Robot Tondeuse : Pas de signal de cable (M.A.J.)

Robot Tondeuse : Pas de signal de cable (M.A.J.)

Diable, début de semaine, mon brave robot Gardena R70Li ne veut plus fonctionner. Lorsque je le démarre, au bout de quelques secondes me donne un message “Pas de signal de cable”. La base confirme un soucis de boucle de retour avec un clignotement bleu… ce qui implique qu’il y a un soucis dans le cable qui fait le tour du jardin pour délimiter la zone de tonte.
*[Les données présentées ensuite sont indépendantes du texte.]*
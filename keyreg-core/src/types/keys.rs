//! Verification key type for KEYREG.
//!
//! [`VerificationKey`] is the materialized form of a compiled key definition:
//! a secp256k1 ECDSA public key ready to check signatures. It is deliberately
//! not `Clone`, so a value has exactly one owner until it is handed to the
//! registry.

use k256::ecdsa::VerifyingKey;
use sha3::{Digest, Sha3_256};

use crate::constants::{FINGERPRINT_SIZE, SEC1_COMPRESSED_KEY_SIZE};
use crate::error::{KeyRegError, Result};

// ═══════════════════════════════════════════════════════════════════════════════
// VERIFICATION KEY
// ═══════════════════════════════════════════════════════════════════════════════

/// A parsed public key used to verify signed configuration files.
#[derive(PartialEq, Eq)]
pub struct VerificationKey {
    inner: VerifyingKey,
}

impl VerificationKey {
    /// Wraps an already-parsed ECDSA verifying key.
    pub fn new(inner: VerifyingKey) -> Self {
        Self { inner }
    }

    /// Creates a verification key from a SEC1 encoded point.
    ///
    /// # Errors
    /// Returns error if the bytes are not a valid secp256k1 point.
    pub fn from_sec1_bytes(bytes: &[u8]) -> Result<Self> {
        VerifyingKey::from_sec1_bytes(bytes)
            .map(Self::new)
            .map_err(|e| KeyRegError::KeyParse(format!("invalid SEC1 point: {e}")))
    }

    /// Returns the underlying ECDSA verifying key.
    pub fn verifying_key(&self) -> &VerifyingKey {
        &self.inner
    }

    /// Returns the compressed SEC1 encoding of the key.
    pub fn to_sec1_compressed(&self) -> [u8; SEC1_COMPRESSED_KEY_SIZE] {
        let point = self.inner.to_encoded_point(true);
        let mut out = [0u8; SEC1_COMPRESSED_KEY_SIZE];
        out.copy_from_slice(point.as_bytes());
        out
    }

    /// Returns a short hex fingerprint (SHA3-256 of the compressed point).
    pub fn fingerprint(&self) -> String {
        let digest = Sha3_256::digest(self.to_sec1_compressed());
        hex::encode(&digest[..FINGERPRINT_SIZE])
    }
}

impl std::fmt::Debug for VerificationKey {
    fn fmt(&self, f: &mut std::fmt::Formatter<'_>) -> std::fmt::Result {
        write!(f, "VerificationKey({})", self.fingerprint())
    }
}
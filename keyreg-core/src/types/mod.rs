//! Domain types for KEYREG.
//!
//! - [`KeyDefinition`]: Immutable compiled-in key record
//! - [`VerificationKey`]: Parsed, directly usable public key
//! - [`SlotState`] / [`SlotInfo`]: Diagnostic view of one registry slot

mod definition;
mod keys;
mod slot;

pub use definition::*;
pub use keys::*;
pub use slot::*;
//! Constants shared across KEYREG crates.

// ═══════════════════════════════════════════════════════════════════════════════
// PEM ENCODING
// ═══════════════════════════════════════════════════════════════════════════════

/// Opening boundary of an SPKI public key PEM document.
pub const PUBLIC_KEY_PEM_BEGIN: &str = "-----BEGIN PUBLIC KEY-----";

// ═══════════════════════════════════════════════════════════════════════════════
// KEY SIZES
// ═══════════════════════════════════════════════════════════════════════════════

/// Size of a compressed SEC1 secp256k1 point in bytes.
pub const SEC1_COMPRESSED_KEY_SIZE: usize = 33;

/// Number of digest bytes shown in a key fingerprint.
/// 8 bytes renders as 16 hex characters.
pub const FINGERPRINT_SIZE: usize = 8;

/// Highest slot index a key manifest may name.
/// Key tables are dense up to their highest index, so this bounds their size.
pub const MAX_KEY_INDEX: usize = 4095;

// ═══════════════════════════════════════════════════════════════════════════════
// TIMESTAMPS
// ═══════════════════════════════════════════════════════════════════════════════

/// Generation time reported for slots with no key.
pub const UNDEFINED_GENERATED_TIME: i64 = 0;
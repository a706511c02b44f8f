//! Key manifest: a JSON list of PEM files placed at registry indices.
//!
//! ```json
//! {
//!   "keys": [
//!     { "index": 0, "pem_file": "release.pem", "generated_time": 1100000000 },
//!     { "index": 3, "pem_file": "dev.pem" }
//!   ]
//! }
//! ```
//!
//! Relative paths resolve against the manifest's directory. A missing
//! `generated_time` falls back to the PEM file's modification time. Indices
//! above [`MAX_KEY_INDEX`] are rejected.

use std::collections::BTreeMap;
use std::path::{Path, PathBuf};
use std::time::UNIX_EPOCH;

use serde::{Deserialize, Serialize};
use tracing::debug;

use keyreg_core::constants::MAX_KEY_INDEX;
use keyreg_core::error::{KeyRegError, Result};
use keyreg_core::types::KeyDefinition;

/// Parsed manifest file.
#[derive(Clone, Debug, Default, Serialize, Deserialize)]
pub struct KeyManifest {
    pub keys: Vec<ManifestEntry>,
}

/// One key in the manifest.
#[derive(Clone, Debug, Serialize, Deserialize)]
pub struct ManifestEntry {
    pub index: usize,
    pub pem_file: PathBuf,
    #[serde(default, skip_serializing_if = "Option::is_none")]
    pub generated_time: Option<i64>,
}

impl KeyManifest {
    /// Reads and validates a manifest file.
    pub fn load(path: &Path) -> Result<Self> {
        let text = std::fs::read_to_string(path)?;
        let manifest: KeyManifest = serde_json::from_str(&text)?;
        manifest.validate()?;
        Ok(manifest)
    }

    fn validate(&self) -> Result<()> {
        let mut seen = BTreeMap::new();
        for entry in &self.keys {
            if entry.index > MAX_KEY_INDEX {
                return Err(KeyRegError::Manifest(format!(
                    "index {} for {} exceeds the maximum key index {MAX_KEY_INDEX}",
                    entry.index,
                    entry.pem_file.display()
                )));
            }
            if let Some(previous) = seen.insert(entry.index, &entry.pem_file) {
                return Err(KeyRegError::Manifest(format!(
                    "index {} assigned to both {} and {}",
                    entry.index,
                    previous.display(),
                    entry.pem_file.display()
                )));
            }
        }
        Ok(())
    }

    /// Reads every referenced PEM file and builds a key table.
    ///
    /// Indices not named in the manifest become empty entries. The table and
    /// the key bytes are leaked: like a compiled-in table they must outlive
    /// the registry, which lives for the rest of the process.
    pub fn into_table(self, base_dir: &Path) -> Result<&'static [KeyDefinition]> {
        self.validate()?;
        let len = self
            .keys
            .iter()
            .map(|e| e.index.checked_add(1))
            .try_fold(0usize, |len, end| end.map(|end| len.max(end)))
            .ok_or_else(|| KeyRegError::Manifest("key index overflows".into()))?;
        let mut table: Vec<KeyDefinition> = (0..len).map(|_| KeyDefinition::EMPTY).collect();

        for entry in self.keys {
            let path = base_dir.join(&entry.pem_file);
            let bytes = std::fs::read(&path)?;
            let generated_time = match entry.generated_time {
                Some(t) => t,
                None => modified_time(&path)?,
            };
            debug!(index = entry.index, path = %path.display(), generated_time, "Loaded key file");

            let data: &'static [u8] = Box::leak(bytes.into_boxed_slice());
            table[entry.index] = KeyDefinition::new(data, generated_time);
        }

        Ok(Box::leak(table.into_boxed_slice()))
    }
}

fn modified_time(path: &Path) -> Result<i64> {
    let modified = std::fs::metadata(path)?.modified()?;
    let secs = modified
        .duration_since(UNIX_EPOCH)
        .map_err(|e| KeyRegError::Manifest(format!("{}: {e}", path.display())))?
        .as_secs();
    i64::try_from(secs).map_err(|e| KeyRegError::Manifest(format!("{}: {e}", path.display())))
}
//! Error types for KEYREG.
//!
//! This module provides the error hierarchy using `thiserror`.
//! Parse failures inside the registry accessor are absorbed and never surface
//! through it; these errors cover the fallible seams around it.

use thiserror::Error;

/// Result type alias using `KeyRegError`.
pub type Result<T> = std::result::Result<T, KeyRegError>;

/// Main error type for all KEYREG operations.
#[derive(Debug, Error)]
pub enum KeyRegError {
    // ═══════════════════════════════════════════════════════════════════════════
    // KEY MATERIAL ERRORS
    // ═══════════════════════════════════════════════════════════════════════════

    /// Encoded key bytes could not be parsed into a verification key.
    #[error("Key parse failed: {0}")]
    KeyParse(String),

    /// Key material is not in the expected text encoding.
    #[error("Invalid key encoding: {0}")]
    InvalidEncoding(String),

    /// Verification key could not be re-encoded.
    #[error("Key encoding failed: {0}")]
    KeyEncode(String),

    // ═══════════════════════════════════════════════════════════════════════════
    // REGISTRY ERRORS
    // ═══════════════════════════════════════════════════════════════════════════

    /// Slot index at or beyond the registry's key count.
    #[error("Key index {index} out of range (registry holds {count} slots)")]
    IndexOutOfRange {
        /// Requested slot index
        index: usize,
        /// Key count at the time of the request
        count: usize,
    },

    // ═══════════════════════════════════════════════════════════════════════════
    // MANIFEST ERRORS
    // ═══════════════════════════════════════════════════════════════════════════

    /// Key manifest is malformed or inconsistent.
    #[error("Invalid key manifest: {0}")]
    Manifest(String),

    /// JSON serialization/deserialization error.
    #[error("JSON error: {0}")]
    JsonError(#[from] serde_json::Error),

    /// File I/O error.
    #[error("I/O error: {0}")]
    IoError(#[from] std::io::Error),
}

impl KeyRegError {
    /// Returns true if this error concerns key material.
    pub fn is_key_error(&self) -> bool {
        matches!(
            self,
            KeyRegError::KeyParse(_) | KeyRegError::InvalidEncoding(_) | KeyRegError::KeyEncode(_)
        )
    }

    /// Returns true if this error signals a caller bug rather than bad input.
    pub fn is_contract_violation(&self) -> bool {
        matches!(self, KeyRegError::IndexOutOfRange { .. })
    }
}

#[cfg(test)]
mod tests {
    use super::*;

    #[test]
    fn test_error_display() {
        let err = KeyRegError::IndexOutOfRange { index: 7, count: 3 };
        assert!(err.to_string().contains('7'));
        assert!(err.to_string().contains('3'));
    }

    #[test]
    fn test_error_classification() {
        assert!(KeyRegError::KeyParse("bad".into()).is_key_error());
        assert!(KeyRegError::InvalidEncoding("bad".into()).is_key_error());
        assert!(!KeyRegError::Manifest("bad".into()).is_key_error());

        assert!(KeyRegError::IndexOutOfRange { index: 1, count: 0 }.is_contract_violation());
        assert!(!KeyRegError::KeyParse("bad".into()).is_contract_violation());
    }

    #[test]
    fn test_json_error_conversion() {
        let json_result: std::result::Result<serde_json::Value, _> = serde_json::from_str("invalid");
        let result: Result<serde_json::Value> = json_result.map_err(KeyRegError::from);
        assert!(matches!(result, Err(KeyRegError::JsonError(_))));
    }
}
Si j’avais dans un premier temps suspecter mes ‘chons trop gourmands, après avoir inspecter de fond en comble leur espace, je ne trouvais aucun cable apparent. Je me vois donc dans l’obligation de creuser, et retourner une partie de mon gazon pour retrouver où se cache le fil dans la zone suspectée, mais ce dernier est toujours bien intacte… Diable, je ne vais quand même pas tout déterrer pour trouver ce qu’il ne va pas.

M.A.J. : Bien évidemment, c’était au réalité un peu plus complexe … puisqu’au bout de deux jours, le mouton était à nouveau en panne !

Je me dis donc qu’il doit bien y avoir une solution pour détecter où se trouve le cable, voir où se situe la panne. Il y a des appareils couteux ou à louer, mais on peut faire cela avec une bonne vieille radio en ciblant la fréquent 700 de la bande AM. Arf, bien évidemment, le seul appareil portatif dont je dispose comme récepteur radio, c’est l’iPod Mini… et ce dernier ne couvre que la bande FM. Me voilà donc à me promener dans le jardin avec le radio-réveil branché sur un allonge de 50m… Oh joie !

Alors, je vous confirme, lorsque l’on branche sa radio sur ce signal en survolant le câble, il y a bien un bruit de bourdonnement. Et idéalement, pour repérer d’où vient le soucis, il faut déconnecter de la station l’un des cotés de la boucle et suivre le signal jusqu’à son arrêt. Je n’ai pas eu le temps d’aller jusqu’à cette étape. En décrochant la base du sol, pour accéder de manière plus aisée au câble… la lumière est passé au vert ! vert, mystère ! Voici mon robot reparti au travail… et à moi de réparer tout le bazar fait dans le jardin : (

Comment retrouver un problème de câble ?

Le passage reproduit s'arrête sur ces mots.